It’s like all young people to think this way—to imagine that the place where we come from is stupid and beneath everything else. Eventually you realize that all places are rather the same. Or, people are the same. You just find the right circles where you can be accepted or make a difference. The rest is just details.

It took a long time to accept that I’m a Midwesterner at heart. I want to be friendly and helpful. I’m not eager to talk about myself. I prefer a laid-back, unpretentious lifestyle. While these are not qualities unique to the Midwest, I don’t reliably encounter those environments elsewhere.

Cincinnati has been an unintentional home for me. I never meant to stay here for long, and at first I was always in an apartment or neighborhood that I partially despised.

Eventually I corrected that. I have an apartment I consider the happiest place on earth, where I wake up in the morning and feel happy to exist in such a beautiful room, with wood rafters, tall windows, and cool air silence, the city alive in the distance.

At my lowest points, Cincinnati has provided a cure in its core infrastructure. I drive out to Interstate 71 or 75, where I can go north or south, and drive in a continuous loop, using the 275 city bypass, or a quick 4-lane lateral for shorter periods of despair.

I drive circles around the city for calm, for familiarity, to remember I’ve had bad times before, and always found a better time after.

It used to be that when I’d drive into the city on 74 East, or on 71/75 North, there was nothing worse than realizing I had come home to Cincinnati. But after I overcame the melodrama of youth (and the desire to throw away everything I knew—bad only because it was familiar), then greeting the city from 74 (the wooded hills) or 71/75 (the cut in the hill & the river) became magical.

A couple years ago, for the first time, I bought original artwork from a Cincinnati artist who was producing a variety of bridge images.
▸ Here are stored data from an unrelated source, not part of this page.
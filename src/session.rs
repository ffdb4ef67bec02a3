use std::borrow::Cow;
use std::rc::Rc;

use tokio_util::sync::CancellationToken;
use tracing::{debug, info};

use crate::address::{Address, ApiRoot};
use crate::batch::BatchedFetcher;
use crate::cache::{decode, FetchCache};
use crate::config::Config;
use crate::error::{Error, FetchError, Result};
use crate::filter::TitleFilter;
use crate::models::{Item, ItemId, Updates, User};
use crate::resolver::{Expansion, Reconcile, TreeResolver};
use crate::state::MaterializedState;
use crate::transport::{HttpTransport, Transport};

/// What to load: the submitting user and the title prefix for stories.
#[derive(Debug, Clone, PartialEq, Eq)]
pub struct SessionParams {
    pub user: String,
    pub filter: TitleFilter,
}

impl SessionParams {
    pub fn new(user: impl Into<String>, filter: TitleFilter) -> Self {
        Self {
            user: user.into(),
            filter,
        }
    }

    pub fn from_config(config: &Config) -> Self {
        Self::new(&config.default_user, TitleFilter::new(&config.default_filter))
    }

    /// Parse `user` and `filter` out of a query string such as
    /// `?user=pg&filter=Ask%20HN`. Absent keys fall back to the config defaults.
    pub fn from_query(query: &str, config: &Config) -> Self {
        let mut params = Self::from_config(config);

        for pair in query.trim_start_matches('?').split('&') {
            let (key, value) = pair.split_once('=').unwrap_or((pair, ""));
            let value = decode_component(value);
            match key {
                "user" if !value.is_empty() => params.user = value.into_owned(),
                "filter" => params.filter = TitleFilter::new(value),
                _ => {}
            }
        }

        params
    }
}

// Percent-decoding with `+` as space; undecodable input is taken literally.
fn decode_component(raw: &str) -> Cow<'_, str> {
    if raw.contains('+') {
        let spaced = raw.replace('+', " ");
        return match urlencoding::decode(&spaced) {
            Ok(decoded) => Cow::Owned(decoded.into_owned()),
            Err(_) => Cow::Owned(spaced),
        };
    }

    urlencoding::decode(raw).unwrap_or(Cow::Borrowed(raw))
}

#[derive(Debug, Clone, PartialEq, Eq)]
pub struct SessionSummary {
    pub user: String,
    pub stories: usize,
    pub comments: usize,
    pub expansion: Expansion,
}

/// One loading session: the fetch cache, the materialized state and the
/// cancellation token, created together and dropped together.
pub struct Session {
    config: Config,
    api: ApiRoot,
    cache: FetchCache,
    state: MaterializedState,
    user: Option<User>,
    cancel: CancellationToken,
}

impl Session {
    /// Session over HTTP with the configured client options.
    pub fn new(config: Config) -> Result<Self> {
        let transport = HttpTransport::new(&config)?;
        Ok(Self::with_transport(config, transport))
    }

    pub fn with_transport(config: Config, transport: impl Transport + 'static) -> Self {
        Self::with_shared_transport(config, Rc::new(transport))
    }

    pub fn with_shared_transport(config: Config, transport: Rc<dyn Transport>) -> Self {
        Self {
            api: config.api_root(),
            cache: FetchCache::from_shared(transport),
            state: MaterializedState::new(),
            user: None,
            cancel: CancellationToken::new(),
            config,
        }
    }

    pub fn config(&self) -> &Config {
        &self.config
    }

    pub fn api(&self) -> &ApiRoot {
        &self.api
    }

    pub fn cache(&self) -> &FetchCache {
        &self.cache
    }

    pub fn state(&self) -> &MaterializedState {
        &self.state
    }

    pub fn user(&self) -> Option<&User> {
        self.user.as_ref()
    }

    /// Token checked between comment-tree levels. Cancelling it stops
    /// expansion early; requests already issued still complete.
    pub fn cancellation_token(&self) -> CancellationToken {
        self.cancel.clone()
    }

    /// End the session, handing back everything that was materialized.
    pub fn dispose(self) -> MaterializedState {
        debug!(items = self.state.len(), "session disposed");
        self.state
    }

    pub async fn load_user(&mut self, id: &str) -> Result<User> {
        let address = self.api.user(id);
        let user: User = self
            .cache
            .resolve_as(&address)
            .await?
            .ok_or_else(|| Error::UnknownUser(id.to_string()))?;

        info!(user = %user.id, submitted = user.submitted.len(), "user loaded");
        self.user = Some(user.clone());
        Ok(user)
    }

    /// Fetch `submitted` in groups and accept the titled ones matching
    /// `filter`. Each group's newly accepted stories go to `sink`. Returns the
    /// number of stories accepted by this call.
    pub async fn load_stories<R>(
        &mut self,
        submitted: &[ItemId],
        filter: &TitleFilter,
        sink: &mut R,
    ) -> Result<usize>
    where
        R: Reconcile + ?Sized,
    {
        let addresses: Vec<Address> = submitted.iter().map(|id| self.api.item(*id)).collect();
        let fetcher = BatchedFetcher::new(&self.cache, self.config.effective_group_size());
        let state = &mut self.state;
        let mut accepted = 0;

        fetcher
            .process_decoded(&addresses, decode::<Item>, |group: &[Option<Item>]| {
                let fresh: Vec<Item> = filter
                    .apply(group.iter().flatten())
                    .into_iter()
                    .filter(|story| state.accept_story(story.clone()))
                    .collect();

                if !fresh.is_empty() {
                    accepted += fresh.len();
                    sink.reconcile(&fresh);
                }
            })
            .await?;

        info!(
            submitted = submitted.len(),
            accepted,
            filter = filter.prefix(),
            "stories loaded"
        );
        Ok(accepted)
    }

    /// Resolve the comment trees below `frontier`.
    pub async fn expand<R>(&mut self, frontier: Vec<Item>, sink: &mut R) -> Result<Expansion>
    where
        R: Reconcile + ?Sized,
    {
        let expansion = TreeResolver::new(&self.cache, &self.api, self.config.effective_group_size())
            .with_cancellation(&self.cancel)
            .expand(frontier, &mut self.state, sink)
            .await?;

        Ok(expansion)
    }

    /// Resolve the comment trees of every accepted story.
    pub async fn expand_stories<R>(&mut self, sink: &mut R) -> Result<Expansion>
    where
        R: Reconcile + ?Sized,
    {
        let frontier: Vec<Item> = self.state.stories().cloned().collect();
        self.expand(frontier, sink).await
    }

    /// Load the user, their stories, then every comment below them.
    pub async fn run<R>(&mut self, params: &SessionParams, sink: &mut R) -> Result<SessionSummary>
    where
        R: Reconcile + ?Sized,
    {
        let user = self.load_user(&params.user).await?;
        let stories = self.load_stories(&user.submitted, &params.filter, &mut *sink).await?;
        let expansion = self.expand_stories(&mut *sink).await?;

        if expansion.cancelled {
            info!(levels = expansion.levels, "session stopped before the comment trees were complete");
        } else {
            info!(
                stories,
                comments = expansion.resolved,
                levels = expansion.levels,
                "session complete"
            );
        }

        Ok(SessionSummary {
            user: user.id,
            stories,
            comments: expansion.resolved,
            expansion,
        })
    }

    pub async fn max_item(&self) -> Result<Option<ItemId>> {
        Ok(self.aggregate(self.api.max_item()).await?)
    }

    pub async fn top_stories(&self) -> Result<Vec<ItemId>> {
        Ok(self.aggregate(self.api.top_stories()).await?.unwrap_or_default())
    }

    pub async fn updates(&self) -> Result<Updates> {
        Ok(self.aggregate(self.api.updates()).await?.unwrap_or_default())
    }

    async fn aggregate<T>(&self, address: Address) -> Result<Option<T>, FetchError>
    where
        T: serde::de::DeserializeOwned,
    {
        self.cache.resolve_as(&address).await
    }
}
They all could easily be interpreted as Cincinnati bridges over the Ohio River, but were not clearly symbolized as such. Yet in my heart, these bridges represent the ones I’ve crossed now hundreds of times while thinking about what has been, what is, and what will be. They remind me of transition—a period of growing up.

Cincinnati is currently undergoing its own “growing up”—a renaissance in its historic residential quarter, Over the Rhine, where I now live. It is gorgeous and mostly undiscovered by the greater public. Even the people who’ve lived in Cincinnati all their lives don’t clearly recognize what’s happening. Soon, the world will recognize it. Only I will have moved onto another place …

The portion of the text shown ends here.